Exercise: Set down, please, exactly the lines below that run from the line with "buf.extend_from_slice(msg.as_bytes());" to the line with "configured fixture directories", both lines included.

*** Supplied entries

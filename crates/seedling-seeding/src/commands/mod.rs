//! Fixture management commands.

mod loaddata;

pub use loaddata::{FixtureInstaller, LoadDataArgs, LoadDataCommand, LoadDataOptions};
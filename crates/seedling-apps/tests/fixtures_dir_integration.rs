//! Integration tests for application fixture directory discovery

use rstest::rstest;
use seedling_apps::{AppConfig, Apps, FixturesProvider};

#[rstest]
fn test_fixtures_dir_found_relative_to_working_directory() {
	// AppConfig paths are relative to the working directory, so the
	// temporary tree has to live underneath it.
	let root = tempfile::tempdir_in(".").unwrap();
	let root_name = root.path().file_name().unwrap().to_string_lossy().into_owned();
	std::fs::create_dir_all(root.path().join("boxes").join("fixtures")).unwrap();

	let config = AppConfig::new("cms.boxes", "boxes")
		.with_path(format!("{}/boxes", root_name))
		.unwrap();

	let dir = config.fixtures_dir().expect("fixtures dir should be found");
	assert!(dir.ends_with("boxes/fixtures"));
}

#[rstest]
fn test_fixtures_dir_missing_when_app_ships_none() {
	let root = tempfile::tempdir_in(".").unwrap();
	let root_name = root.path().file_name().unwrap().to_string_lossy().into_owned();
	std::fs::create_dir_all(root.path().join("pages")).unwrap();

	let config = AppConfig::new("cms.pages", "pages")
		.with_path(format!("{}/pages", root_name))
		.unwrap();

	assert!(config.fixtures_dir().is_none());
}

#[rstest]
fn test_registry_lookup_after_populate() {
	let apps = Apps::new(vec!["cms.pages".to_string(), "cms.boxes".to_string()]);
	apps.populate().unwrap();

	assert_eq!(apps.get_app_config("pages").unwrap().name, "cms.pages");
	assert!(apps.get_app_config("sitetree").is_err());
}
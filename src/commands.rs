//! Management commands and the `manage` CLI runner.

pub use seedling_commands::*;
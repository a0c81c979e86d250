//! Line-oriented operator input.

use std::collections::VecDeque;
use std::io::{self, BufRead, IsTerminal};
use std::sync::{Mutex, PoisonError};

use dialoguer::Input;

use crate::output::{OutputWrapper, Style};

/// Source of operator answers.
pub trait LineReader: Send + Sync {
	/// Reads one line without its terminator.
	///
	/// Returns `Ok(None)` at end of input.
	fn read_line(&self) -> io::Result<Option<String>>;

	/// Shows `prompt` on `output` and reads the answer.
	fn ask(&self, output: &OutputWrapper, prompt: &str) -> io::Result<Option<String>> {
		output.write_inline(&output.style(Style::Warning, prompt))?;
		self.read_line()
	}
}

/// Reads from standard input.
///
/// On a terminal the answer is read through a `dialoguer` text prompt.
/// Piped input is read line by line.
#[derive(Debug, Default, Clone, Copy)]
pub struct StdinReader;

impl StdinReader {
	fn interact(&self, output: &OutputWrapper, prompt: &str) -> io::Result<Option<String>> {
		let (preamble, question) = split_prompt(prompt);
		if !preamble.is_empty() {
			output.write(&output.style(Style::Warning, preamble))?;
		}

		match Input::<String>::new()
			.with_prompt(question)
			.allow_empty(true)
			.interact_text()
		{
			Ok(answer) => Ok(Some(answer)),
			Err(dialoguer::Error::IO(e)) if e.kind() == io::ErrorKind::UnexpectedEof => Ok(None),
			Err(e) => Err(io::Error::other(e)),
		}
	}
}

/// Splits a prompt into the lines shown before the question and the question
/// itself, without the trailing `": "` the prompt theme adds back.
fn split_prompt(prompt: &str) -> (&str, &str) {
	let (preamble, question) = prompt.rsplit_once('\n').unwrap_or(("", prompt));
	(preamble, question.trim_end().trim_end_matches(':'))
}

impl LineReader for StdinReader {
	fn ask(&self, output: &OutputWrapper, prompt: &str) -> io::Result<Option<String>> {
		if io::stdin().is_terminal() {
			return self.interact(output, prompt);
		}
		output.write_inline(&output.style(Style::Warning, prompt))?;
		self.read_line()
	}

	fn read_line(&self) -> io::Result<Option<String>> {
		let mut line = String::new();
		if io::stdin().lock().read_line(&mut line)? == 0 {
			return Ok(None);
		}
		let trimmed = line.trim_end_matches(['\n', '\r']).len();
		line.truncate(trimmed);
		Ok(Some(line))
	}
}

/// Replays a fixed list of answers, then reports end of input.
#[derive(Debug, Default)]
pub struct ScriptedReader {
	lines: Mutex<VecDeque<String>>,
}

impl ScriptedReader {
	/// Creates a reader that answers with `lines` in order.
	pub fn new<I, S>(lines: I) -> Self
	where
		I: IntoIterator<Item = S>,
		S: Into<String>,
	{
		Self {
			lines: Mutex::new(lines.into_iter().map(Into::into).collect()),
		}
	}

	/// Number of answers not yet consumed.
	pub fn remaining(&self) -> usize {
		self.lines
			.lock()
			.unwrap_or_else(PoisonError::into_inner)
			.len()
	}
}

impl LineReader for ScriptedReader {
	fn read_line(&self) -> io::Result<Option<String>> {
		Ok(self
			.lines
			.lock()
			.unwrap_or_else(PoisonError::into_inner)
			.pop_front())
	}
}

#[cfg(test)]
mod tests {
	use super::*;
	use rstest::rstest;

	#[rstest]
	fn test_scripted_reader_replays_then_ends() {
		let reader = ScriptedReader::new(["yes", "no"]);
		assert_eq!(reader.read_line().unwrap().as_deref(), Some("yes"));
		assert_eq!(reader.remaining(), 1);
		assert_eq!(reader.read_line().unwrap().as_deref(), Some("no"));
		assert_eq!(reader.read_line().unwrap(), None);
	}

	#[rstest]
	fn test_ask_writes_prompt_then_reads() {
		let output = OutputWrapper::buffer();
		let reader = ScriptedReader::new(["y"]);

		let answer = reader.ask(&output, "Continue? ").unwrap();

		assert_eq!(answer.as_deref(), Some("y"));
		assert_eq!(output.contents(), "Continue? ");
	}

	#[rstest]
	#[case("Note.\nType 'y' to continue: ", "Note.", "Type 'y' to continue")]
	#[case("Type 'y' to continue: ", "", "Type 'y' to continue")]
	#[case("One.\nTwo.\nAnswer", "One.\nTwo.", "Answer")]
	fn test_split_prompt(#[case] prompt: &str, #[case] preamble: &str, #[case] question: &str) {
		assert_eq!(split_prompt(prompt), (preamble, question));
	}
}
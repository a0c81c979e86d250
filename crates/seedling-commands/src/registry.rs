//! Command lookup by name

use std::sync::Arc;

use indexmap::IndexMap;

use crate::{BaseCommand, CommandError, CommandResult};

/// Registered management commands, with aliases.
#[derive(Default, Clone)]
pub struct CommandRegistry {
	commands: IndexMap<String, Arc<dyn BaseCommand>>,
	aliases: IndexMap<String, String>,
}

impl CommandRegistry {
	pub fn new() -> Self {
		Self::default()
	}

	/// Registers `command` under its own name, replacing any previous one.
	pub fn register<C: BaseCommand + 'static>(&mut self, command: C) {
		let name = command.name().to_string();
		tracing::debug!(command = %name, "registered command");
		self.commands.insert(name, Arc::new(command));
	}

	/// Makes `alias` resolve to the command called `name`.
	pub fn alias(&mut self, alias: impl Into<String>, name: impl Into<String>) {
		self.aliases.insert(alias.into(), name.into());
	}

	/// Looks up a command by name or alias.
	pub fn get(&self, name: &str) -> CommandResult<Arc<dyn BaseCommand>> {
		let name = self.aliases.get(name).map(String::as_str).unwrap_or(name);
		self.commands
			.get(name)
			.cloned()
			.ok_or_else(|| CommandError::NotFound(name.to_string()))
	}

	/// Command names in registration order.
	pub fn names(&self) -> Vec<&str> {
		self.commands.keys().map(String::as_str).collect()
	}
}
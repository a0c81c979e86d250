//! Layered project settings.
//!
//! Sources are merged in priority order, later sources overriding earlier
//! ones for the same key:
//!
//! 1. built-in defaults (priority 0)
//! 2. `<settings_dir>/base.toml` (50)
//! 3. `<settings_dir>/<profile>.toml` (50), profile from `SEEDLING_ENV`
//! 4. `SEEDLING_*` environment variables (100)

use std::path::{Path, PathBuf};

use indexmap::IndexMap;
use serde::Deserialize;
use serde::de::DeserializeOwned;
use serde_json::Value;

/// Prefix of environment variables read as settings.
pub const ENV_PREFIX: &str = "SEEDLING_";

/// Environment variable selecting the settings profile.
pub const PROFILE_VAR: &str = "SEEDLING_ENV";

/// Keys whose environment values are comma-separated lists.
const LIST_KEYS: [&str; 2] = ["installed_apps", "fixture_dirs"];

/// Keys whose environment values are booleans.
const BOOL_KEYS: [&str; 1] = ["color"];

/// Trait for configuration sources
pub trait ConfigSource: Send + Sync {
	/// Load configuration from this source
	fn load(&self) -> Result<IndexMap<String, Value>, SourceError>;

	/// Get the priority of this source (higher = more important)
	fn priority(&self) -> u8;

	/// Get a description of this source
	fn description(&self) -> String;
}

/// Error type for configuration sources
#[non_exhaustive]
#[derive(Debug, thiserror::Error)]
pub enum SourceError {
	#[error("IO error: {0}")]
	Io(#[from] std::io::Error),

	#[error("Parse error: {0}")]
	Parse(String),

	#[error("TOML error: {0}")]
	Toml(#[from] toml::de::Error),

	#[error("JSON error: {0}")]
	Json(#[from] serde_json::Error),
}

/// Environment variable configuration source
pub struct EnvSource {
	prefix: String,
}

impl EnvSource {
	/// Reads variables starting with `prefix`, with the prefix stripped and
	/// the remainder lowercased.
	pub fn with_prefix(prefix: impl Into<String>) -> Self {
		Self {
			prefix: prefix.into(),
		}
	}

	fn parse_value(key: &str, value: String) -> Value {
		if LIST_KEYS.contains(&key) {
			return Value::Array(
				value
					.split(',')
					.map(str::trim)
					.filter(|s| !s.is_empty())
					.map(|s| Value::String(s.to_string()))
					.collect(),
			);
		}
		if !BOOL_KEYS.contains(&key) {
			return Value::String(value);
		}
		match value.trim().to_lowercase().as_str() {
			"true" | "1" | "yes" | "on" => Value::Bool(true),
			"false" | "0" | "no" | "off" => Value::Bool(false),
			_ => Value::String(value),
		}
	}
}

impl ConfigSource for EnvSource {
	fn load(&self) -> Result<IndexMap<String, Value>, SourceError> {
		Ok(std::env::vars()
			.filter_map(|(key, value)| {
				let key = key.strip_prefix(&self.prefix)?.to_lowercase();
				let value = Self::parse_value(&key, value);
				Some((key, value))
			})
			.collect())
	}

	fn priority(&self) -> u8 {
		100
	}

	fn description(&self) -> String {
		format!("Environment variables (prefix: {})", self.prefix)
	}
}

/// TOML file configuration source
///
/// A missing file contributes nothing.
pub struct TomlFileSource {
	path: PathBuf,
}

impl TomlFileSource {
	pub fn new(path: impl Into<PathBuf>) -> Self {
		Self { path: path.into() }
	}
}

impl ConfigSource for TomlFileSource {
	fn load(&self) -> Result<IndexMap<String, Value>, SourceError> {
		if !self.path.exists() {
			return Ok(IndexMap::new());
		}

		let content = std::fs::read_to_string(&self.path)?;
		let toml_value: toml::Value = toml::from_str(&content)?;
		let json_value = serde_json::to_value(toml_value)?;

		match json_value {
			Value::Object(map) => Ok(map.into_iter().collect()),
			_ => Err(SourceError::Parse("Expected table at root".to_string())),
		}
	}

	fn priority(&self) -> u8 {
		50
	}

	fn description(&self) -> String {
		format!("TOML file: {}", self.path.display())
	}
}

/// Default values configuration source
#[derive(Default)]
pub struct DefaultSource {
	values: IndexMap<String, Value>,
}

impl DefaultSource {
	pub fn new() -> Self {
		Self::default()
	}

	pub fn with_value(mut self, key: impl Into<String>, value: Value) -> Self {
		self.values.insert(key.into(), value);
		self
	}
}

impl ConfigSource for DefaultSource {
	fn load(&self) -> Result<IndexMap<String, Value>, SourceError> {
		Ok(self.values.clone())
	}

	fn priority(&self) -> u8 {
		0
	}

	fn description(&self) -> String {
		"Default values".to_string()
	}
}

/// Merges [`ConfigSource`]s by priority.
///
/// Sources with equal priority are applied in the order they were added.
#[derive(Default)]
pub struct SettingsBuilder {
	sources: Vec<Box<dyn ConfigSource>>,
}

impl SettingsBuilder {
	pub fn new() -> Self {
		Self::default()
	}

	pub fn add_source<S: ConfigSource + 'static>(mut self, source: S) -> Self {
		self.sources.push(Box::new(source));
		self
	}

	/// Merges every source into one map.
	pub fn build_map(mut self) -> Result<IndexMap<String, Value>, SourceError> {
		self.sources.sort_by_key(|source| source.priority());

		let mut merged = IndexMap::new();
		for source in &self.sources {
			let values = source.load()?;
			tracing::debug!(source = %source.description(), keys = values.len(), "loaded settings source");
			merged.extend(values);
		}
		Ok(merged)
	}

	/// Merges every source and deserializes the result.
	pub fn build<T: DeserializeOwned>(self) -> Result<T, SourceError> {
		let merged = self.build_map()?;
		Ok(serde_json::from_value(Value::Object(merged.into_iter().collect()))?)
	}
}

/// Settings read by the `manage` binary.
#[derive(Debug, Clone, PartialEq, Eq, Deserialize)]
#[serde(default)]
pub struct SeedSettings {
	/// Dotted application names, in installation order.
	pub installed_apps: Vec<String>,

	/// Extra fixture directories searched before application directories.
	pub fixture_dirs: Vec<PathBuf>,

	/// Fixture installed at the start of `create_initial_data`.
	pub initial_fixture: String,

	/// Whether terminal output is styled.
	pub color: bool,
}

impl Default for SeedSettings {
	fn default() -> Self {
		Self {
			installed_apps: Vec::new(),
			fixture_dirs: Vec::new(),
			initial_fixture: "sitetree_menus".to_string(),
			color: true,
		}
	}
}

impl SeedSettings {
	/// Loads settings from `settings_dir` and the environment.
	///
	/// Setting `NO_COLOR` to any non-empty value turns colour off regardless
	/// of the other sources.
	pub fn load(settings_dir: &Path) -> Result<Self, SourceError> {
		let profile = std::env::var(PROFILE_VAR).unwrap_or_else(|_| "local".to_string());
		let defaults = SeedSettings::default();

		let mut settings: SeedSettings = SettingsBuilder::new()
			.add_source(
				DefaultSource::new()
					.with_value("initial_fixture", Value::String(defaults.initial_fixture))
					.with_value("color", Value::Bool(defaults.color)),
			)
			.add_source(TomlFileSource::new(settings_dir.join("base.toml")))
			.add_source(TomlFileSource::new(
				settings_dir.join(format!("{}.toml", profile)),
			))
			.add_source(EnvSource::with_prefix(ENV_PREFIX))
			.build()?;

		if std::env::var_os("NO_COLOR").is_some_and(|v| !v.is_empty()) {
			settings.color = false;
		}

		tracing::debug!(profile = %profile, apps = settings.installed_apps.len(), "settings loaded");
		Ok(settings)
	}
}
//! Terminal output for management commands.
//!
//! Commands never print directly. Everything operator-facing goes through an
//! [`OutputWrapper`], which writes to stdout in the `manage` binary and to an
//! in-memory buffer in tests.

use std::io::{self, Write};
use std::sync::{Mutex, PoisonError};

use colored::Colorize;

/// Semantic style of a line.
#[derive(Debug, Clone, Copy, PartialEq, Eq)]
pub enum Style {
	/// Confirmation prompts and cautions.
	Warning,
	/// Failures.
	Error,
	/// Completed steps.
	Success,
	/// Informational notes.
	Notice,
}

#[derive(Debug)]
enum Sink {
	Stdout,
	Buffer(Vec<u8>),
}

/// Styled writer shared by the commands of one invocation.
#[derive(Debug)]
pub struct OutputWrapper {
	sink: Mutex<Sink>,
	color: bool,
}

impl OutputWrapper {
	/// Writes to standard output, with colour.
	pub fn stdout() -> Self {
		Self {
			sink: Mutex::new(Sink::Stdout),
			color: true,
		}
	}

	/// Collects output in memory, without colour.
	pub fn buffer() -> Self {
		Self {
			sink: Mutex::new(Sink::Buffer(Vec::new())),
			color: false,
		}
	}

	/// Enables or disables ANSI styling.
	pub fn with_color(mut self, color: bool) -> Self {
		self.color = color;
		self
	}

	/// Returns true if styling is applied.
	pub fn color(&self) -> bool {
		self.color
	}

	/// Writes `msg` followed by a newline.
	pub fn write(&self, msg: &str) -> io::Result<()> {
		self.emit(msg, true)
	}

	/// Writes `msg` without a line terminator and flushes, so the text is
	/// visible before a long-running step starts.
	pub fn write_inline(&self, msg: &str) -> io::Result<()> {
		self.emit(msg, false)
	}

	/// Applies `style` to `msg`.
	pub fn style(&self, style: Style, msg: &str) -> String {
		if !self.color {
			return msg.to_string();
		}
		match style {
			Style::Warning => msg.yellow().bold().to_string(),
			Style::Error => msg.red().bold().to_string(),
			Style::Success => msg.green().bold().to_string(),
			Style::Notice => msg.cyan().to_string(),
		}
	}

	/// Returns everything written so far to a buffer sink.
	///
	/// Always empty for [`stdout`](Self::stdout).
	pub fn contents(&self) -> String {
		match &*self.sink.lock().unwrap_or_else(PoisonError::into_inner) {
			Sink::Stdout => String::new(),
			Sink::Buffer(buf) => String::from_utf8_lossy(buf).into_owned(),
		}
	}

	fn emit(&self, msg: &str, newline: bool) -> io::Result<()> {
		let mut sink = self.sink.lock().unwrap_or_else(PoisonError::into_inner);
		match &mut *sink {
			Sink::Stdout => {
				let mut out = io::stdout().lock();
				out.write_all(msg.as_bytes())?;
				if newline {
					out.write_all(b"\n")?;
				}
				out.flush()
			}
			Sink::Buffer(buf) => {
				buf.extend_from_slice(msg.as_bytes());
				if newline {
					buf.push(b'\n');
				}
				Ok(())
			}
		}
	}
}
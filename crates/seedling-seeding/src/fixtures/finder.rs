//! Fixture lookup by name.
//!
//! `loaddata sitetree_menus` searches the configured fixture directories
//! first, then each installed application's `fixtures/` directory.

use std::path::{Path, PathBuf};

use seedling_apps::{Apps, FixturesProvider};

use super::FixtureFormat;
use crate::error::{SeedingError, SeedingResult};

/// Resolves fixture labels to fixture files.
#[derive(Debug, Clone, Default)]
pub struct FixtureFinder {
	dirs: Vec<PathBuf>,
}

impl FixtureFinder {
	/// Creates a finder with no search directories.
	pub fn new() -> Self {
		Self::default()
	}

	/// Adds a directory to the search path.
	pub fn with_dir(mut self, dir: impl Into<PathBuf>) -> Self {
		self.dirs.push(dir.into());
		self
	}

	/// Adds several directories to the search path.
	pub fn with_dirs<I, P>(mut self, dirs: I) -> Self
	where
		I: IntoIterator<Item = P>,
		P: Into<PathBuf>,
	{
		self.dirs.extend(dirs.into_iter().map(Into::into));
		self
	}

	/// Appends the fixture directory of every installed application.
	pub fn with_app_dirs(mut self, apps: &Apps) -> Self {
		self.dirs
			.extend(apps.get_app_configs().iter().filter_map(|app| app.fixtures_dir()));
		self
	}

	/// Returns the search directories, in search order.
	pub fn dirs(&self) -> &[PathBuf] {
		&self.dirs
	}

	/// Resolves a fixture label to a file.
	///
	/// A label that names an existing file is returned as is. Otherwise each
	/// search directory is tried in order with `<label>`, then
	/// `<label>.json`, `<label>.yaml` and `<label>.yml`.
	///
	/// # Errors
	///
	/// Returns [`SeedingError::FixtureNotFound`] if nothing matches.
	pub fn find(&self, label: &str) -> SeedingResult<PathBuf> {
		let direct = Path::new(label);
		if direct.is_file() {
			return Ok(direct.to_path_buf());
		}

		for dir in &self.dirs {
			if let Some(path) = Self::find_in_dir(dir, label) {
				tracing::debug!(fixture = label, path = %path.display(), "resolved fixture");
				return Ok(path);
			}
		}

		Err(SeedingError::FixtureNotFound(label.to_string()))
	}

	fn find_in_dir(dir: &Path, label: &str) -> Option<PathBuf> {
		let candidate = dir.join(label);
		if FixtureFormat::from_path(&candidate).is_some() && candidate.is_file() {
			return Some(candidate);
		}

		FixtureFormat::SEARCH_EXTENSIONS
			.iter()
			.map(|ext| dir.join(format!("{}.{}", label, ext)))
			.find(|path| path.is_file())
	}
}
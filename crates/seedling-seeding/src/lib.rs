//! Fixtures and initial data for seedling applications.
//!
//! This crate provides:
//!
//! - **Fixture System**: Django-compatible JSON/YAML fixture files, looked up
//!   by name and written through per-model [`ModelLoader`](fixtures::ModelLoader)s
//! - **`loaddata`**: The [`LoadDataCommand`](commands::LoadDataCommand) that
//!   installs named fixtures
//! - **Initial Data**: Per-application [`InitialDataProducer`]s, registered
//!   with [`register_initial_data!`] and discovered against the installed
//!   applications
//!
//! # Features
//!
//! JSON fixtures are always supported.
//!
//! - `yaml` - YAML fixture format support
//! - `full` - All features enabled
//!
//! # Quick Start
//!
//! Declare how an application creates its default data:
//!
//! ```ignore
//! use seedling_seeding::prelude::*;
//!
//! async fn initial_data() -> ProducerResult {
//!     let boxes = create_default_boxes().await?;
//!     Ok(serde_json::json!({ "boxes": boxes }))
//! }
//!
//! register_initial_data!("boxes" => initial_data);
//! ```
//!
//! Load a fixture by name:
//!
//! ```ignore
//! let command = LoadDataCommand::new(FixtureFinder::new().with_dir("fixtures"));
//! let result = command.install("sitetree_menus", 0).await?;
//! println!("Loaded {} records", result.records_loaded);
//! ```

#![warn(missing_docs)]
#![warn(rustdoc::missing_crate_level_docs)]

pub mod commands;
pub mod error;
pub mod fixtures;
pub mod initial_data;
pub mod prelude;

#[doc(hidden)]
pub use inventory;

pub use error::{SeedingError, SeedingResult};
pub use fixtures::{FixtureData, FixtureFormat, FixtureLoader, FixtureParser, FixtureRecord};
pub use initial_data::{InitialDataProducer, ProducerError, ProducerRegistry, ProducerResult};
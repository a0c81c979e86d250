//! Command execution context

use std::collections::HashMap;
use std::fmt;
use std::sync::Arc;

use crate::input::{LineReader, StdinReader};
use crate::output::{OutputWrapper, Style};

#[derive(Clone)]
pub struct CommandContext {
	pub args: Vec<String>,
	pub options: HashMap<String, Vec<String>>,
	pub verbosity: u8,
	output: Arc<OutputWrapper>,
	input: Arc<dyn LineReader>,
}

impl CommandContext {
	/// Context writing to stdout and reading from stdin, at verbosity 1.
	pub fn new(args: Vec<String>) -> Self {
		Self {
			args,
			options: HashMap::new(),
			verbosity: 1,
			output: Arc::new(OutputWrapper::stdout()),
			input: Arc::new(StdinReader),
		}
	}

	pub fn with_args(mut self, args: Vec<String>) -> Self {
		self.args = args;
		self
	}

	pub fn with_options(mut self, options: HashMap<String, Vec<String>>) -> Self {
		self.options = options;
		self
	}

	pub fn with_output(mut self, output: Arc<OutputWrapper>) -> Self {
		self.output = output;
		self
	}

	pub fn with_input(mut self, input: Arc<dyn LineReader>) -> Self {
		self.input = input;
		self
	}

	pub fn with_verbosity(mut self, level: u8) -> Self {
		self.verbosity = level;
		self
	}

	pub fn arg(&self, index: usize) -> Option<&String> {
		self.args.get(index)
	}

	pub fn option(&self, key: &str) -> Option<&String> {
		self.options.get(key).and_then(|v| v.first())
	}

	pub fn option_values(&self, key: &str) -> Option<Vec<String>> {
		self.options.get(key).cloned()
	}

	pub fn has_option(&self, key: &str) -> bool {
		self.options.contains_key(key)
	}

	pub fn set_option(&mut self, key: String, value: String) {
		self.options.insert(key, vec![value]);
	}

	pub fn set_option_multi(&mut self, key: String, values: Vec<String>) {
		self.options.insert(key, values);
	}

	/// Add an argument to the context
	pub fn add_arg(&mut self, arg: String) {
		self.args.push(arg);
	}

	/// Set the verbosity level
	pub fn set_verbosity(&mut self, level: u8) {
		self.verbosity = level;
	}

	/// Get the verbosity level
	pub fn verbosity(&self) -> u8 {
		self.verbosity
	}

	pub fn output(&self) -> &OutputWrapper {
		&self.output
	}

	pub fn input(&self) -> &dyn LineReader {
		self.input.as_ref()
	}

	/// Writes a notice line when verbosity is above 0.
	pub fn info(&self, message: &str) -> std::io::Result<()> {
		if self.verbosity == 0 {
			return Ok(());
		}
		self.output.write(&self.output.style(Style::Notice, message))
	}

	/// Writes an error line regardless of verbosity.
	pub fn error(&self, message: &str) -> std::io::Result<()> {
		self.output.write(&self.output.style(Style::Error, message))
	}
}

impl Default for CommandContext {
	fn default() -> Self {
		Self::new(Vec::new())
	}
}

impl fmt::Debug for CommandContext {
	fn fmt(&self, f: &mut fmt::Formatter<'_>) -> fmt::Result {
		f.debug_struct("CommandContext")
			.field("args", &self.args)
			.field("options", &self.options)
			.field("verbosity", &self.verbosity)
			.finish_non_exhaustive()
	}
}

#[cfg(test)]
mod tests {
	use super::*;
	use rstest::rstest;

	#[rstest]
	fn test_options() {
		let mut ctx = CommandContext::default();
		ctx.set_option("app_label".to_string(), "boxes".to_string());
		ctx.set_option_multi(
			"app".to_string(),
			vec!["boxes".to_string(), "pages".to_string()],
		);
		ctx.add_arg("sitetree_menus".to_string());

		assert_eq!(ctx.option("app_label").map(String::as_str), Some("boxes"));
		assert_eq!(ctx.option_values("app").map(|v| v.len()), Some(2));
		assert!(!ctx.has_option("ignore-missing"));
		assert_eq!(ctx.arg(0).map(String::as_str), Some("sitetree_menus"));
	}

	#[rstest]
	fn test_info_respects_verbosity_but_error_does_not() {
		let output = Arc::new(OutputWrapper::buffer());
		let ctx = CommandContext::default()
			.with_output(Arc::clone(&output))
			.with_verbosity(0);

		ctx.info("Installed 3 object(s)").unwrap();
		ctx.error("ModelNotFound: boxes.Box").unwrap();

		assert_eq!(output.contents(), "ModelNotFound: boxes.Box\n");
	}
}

******

Task solution:
				buf.extend_from_slice(msg.as_bytes());
				if newline {
					buf.push(b'\n');
				}
				Ok(())
			}
		}
	}
}
filename crates/seedling-seeding/src/fixtures/finder.rs
//! Fixture lookup by name.
//!
//! `loaddata sitetree_menus` searches the configured fixture directories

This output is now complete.